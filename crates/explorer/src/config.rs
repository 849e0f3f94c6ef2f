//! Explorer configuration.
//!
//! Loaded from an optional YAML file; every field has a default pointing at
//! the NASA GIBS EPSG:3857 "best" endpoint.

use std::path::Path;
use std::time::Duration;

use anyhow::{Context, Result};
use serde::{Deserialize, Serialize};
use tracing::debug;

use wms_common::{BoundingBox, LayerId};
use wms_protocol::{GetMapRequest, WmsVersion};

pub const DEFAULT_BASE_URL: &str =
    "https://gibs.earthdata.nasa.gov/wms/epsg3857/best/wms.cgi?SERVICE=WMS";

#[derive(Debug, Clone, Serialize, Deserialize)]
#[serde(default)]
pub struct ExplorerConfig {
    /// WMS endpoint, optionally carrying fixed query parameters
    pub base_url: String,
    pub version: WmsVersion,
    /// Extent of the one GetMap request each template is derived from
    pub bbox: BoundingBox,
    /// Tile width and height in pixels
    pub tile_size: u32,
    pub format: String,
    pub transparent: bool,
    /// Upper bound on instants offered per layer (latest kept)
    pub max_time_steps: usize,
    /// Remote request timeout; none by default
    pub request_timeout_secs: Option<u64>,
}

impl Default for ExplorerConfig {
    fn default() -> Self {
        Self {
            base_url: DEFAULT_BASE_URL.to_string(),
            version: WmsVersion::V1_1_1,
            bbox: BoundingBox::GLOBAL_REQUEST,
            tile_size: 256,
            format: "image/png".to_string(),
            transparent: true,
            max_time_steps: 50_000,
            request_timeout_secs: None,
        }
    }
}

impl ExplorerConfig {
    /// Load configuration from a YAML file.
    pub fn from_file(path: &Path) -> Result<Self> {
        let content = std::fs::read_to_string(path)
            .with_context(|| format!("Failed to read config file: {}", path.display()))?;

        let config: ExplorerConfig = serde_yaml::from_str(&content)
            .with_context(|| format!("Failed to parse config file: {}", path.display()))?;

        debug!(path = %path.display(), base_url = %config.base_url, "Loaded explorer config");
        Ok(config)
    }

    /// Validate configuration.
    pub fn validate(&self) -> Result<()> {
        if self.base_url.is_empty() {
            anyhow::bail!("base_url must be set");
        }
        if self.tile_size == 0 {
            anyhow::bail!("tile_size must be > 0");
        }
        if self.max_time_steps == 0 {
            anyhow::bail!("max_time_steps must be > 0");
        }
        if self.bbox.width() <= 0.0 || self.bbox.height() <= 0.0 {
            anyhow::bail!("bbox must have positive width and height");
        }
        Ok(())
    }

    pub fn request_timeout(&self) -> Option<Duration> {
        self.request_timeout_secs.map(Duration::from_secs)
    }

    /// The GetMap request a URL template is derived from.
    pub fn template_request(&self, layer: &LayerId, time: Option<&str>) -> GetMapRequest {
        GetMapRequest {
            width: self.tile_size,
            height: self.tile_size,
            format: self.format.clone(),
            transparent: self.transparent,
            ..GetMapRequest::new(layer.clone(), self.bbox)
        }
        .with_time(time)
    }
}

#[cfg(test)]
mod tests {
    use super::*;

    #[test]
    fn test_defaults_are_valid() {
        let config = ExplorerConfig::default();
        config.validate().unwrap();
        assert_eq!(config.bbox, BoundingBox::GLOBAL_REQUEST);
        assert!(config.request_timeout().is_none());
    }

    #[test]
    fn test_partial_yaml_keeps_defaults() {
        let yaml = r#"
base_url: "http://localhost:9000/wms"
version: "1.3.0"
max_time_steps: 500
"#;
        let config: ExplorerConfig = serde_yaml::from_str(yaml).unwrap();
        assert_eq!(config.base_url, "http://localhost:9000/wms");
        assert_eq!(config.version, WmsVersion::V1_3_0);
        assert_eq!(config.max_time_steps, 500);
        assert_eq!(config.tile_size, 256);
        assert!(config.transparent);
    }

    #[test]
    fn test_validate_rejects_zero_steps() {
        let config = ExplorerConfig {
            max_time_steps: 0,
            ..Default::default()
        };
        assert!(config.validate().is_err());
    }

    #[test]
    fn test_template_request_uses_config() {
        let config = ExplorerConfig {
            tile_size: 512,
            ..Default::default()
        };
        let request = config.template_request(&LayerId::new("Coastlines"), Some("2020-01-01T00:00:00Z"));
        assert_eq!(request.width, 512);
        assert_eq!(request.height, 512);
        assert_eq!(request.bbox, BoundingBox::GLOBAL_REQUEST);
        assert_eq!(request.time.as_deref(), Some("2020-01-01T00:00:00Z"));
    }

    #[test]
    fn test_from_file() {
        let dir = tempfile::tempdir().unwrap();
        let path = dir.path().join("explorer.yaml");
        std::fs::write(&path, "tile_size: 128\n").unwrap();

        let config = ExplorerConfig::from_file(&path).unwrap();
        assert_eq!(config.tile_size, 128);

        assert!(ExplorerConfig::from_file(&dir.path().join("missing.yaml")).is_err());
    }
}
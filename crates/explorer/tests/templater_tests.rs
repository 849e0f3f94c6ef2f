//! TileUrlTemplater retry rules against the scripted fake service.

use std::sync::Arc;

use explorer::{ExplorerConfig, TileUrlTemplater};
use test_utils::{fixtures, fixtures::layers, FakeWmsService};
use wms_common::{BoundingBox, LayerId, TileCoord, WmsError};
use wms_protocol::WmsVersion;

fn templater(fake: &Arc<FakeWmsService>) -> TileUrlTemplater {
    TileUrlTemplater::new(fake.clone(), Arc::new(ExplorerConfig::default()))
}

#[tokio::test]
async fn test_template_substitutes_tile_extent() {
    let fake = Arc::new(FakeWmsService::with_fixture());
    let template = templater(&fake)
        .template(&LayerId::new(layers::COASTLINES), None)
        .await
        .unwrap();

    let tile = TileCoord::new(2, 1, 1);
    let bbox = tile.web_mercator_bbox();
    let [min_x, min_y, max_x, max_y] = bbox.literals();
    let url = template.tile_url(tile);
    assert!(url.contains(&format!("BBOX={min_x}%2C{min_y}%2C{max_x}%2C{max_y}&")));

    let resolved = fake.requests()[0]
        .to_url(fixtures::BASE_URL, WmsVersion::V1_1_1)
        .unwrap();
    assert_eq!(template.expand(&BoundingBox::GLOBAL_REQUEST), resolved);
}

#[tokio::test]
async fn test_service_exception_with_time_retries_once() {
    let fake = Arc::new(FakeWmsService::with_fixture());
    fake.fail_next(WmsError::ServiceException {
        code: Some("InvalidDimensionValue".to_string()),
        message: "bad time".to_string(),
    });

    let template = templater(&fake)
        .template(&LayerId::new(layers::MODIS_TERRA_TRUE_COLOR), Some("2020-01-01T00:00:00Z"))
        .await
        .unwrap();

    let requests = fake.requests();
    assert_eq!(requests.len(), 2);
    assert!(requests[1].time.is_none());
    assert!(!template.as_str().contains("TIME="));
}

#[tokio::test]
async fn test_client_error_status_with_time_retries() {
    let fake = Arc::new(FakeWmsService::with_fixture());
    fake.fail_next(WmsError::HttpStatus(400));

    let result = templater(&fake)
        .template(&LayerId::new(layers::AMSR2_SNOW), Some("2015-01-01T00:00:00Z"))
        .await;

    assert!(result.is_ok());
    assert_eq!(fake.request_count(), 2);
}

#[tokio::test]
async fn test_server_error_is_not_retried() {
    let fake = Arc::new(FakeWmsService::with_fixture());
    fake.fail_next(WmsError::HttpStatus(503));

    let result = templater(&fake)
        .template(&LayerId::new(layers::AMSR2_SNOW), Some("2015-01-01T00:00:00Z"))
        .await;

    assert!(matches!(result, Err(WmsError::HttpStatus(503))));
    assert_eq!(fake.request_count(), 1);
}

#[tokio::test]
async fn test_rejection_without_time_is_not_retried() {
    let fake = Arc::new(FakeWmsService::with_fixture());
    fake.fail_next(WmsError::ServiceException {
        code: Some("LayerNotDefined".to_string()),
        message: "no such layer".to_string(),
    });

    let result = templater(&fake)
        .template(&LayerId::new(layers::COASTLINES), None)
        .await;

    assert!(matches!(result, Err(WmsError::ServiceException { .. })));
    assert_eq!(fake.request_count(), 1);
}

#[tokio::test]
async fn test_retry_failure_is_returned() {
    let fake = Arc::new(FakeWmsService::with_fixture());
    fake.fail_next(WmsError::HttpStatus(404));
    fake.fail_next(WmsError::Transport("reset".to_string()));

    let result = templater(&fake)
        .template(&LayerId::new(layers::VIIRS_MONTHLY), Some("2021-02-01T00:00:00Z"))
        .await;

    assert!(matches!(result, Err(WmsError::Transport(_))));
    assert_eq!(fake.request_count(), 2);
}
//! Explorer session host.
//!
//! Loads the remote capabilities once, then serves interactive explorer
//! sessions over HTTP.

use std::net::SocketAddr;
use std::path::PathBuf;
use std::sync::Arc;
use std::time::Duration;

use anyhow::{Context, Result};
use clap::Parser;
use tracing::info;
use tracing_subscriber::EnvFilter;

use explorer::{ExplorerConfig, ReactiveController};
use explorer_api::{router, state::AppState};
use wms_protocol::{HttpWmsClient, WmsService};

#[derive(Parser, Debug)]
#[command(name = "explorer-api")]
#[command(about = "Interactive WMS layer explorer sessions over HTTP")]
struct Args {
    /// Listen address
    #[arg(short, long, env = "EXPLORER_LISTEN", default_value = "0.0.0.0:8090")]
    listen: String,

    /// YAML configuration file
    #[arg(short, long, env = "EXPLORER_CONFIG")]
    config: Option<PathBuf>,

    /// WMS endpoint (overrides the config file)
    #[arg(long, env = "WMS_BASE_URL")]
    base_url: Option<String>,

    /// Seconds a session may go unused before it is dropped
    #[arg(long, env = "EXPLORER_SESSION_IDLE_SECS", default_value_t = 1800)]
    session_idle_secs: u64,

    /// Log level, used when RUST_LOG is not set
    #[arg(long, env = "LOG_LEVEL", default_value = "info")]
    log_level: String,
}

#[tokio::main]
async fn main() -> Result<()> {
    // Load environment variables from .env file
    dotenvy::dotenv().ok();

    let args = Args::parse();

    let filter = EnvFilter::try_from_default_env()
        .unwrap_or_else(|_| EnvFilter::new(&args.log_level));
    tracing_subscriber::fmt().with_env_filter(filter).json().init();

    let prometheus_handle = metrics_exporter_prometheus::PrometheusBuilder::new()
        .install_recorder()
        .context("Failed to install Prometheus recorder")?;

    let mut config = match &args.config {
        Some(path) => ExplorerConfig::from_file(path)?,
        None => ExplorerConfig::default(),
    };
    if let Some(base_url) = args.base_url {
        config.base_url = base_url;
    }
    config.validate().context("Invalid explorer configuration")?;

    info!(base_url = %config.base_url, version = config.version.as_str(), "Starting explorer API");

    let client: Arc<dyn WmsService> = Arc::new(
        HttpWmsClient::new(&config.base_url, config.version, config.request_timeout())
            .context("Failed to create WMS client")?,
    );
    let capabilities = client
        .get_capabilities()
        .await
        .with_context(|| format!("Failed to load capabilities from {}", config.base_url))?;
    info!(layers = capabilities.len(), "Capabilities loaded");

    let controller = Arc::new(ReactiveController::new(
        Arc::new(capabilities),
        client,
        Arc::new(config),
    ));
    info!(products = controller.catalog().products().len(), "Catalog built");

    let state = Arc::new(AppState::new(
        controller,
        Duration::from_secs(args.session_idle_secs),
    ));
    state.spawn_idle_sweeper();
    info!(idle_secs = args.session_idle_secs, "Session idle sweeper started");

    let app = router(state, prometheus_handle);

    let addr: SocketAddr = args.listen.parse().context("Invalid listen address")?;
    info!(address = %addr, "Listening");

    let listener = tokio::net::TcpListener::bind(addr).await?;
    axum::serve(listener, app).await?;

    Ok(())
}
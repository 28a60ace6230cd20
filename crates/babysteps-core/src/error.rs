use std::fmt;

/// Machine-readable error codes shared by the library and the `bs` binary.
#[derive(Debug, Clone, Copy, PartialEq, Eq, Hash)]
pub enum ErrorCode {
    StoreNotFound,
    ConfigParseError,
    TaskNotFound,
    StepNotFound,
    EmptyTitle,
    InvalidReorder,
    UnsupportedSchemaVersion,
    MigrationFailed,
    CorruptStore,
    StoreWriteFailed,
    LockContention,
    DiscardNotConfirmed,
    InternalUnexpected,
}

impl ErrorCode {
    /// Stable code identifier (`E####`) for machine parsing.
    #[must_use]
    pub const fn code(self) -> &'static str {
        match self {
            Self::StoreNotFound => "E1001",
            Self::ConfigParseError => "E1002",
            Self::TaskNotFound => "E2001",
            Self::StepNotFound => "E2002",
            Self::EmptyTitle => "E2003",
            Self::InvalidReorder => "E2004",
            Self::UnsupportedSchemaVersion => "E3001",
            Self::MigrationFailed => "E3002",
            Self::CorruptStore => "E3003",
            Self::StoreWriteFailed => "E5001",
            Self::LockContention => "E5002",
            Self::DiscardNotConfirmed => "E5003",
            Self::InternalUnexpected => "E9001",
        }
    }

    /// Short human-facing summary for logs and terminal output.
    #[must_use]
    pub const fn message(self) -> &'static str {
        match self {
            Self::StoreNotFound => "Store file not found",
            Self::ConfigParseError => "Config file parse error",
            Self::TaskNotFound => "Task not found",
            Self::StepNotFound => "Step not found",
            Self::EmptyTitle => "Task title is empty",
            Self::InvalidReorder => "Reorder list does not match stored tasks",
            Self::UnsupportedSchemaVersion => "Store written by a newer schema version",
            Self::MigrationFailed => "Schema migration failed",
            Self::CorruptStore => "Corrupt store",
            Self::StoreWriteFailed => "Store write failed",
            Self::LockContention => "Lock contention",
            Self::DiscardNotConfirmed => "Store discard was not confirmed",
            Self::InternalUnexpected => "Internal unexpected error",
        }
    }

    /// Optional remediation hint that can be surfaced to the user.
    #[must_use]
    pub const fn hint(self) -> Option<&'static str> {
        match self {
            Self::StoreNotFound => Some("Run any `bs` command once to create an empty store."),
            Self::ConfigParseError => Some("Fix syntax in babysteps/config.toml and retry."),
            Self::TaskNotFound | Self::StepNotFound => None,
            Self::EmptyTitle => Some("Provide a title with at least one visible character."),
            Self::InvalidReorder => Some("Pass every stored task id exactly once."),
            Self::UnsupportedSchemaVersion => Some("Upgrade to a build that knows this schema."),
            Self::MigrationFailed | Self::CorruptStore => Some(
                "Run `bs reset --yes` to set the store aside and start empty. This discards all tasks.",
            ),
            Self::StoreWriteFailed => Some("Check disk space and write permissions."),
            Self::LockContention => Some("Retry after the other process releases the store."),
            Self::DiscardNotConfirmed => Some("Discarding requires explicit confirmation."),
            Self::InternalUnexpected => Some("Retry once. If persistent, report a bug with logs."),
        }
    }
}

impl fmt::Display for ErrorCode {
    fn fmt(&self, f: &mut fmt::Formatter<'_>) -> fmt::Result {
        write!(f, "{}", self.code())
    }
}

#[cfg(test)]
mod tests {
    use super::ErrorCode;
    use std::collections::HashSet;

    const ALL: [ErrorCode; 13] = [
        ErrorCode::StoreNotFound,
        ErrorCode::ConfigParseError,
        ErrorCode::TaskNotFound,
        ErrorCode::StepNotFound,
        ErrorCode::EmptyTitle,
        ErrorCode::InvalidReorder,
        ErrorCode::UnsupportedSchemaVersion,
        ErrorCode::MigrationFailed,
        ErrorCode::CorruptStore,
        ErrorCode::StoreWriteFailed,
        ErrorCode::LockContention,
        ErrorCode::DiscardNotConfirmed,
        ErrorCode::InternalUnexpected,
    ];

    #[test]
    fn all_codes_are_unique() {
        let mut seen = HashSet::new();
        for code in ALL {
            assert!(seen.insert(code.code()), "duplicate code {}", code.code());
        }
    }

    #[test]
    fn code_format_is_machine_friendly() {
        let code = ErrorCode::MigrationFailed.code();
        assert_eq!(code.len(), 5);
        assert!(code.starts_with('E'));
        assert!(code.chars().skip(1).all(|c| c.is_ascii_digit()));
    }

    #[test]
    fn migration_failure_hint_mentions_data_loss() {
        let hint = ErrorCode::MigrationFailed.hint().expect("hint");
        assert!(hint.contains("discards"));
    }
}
------
PROBLEM REQUIREMENTS: Search each line of the data above for "InvalidReorder", and copy the lines where it occurs.

ANSWER TO THIS TASK:
    InvalidReorder,
            Self::InvalidReorder => "E2004",
            Self::InvalidReorder => "Reorder list does not match stored tasks",
            Self::InvalidReorder => Some("Pass every stored task id exactly once."),
        ErrorCode::InvalidReorder,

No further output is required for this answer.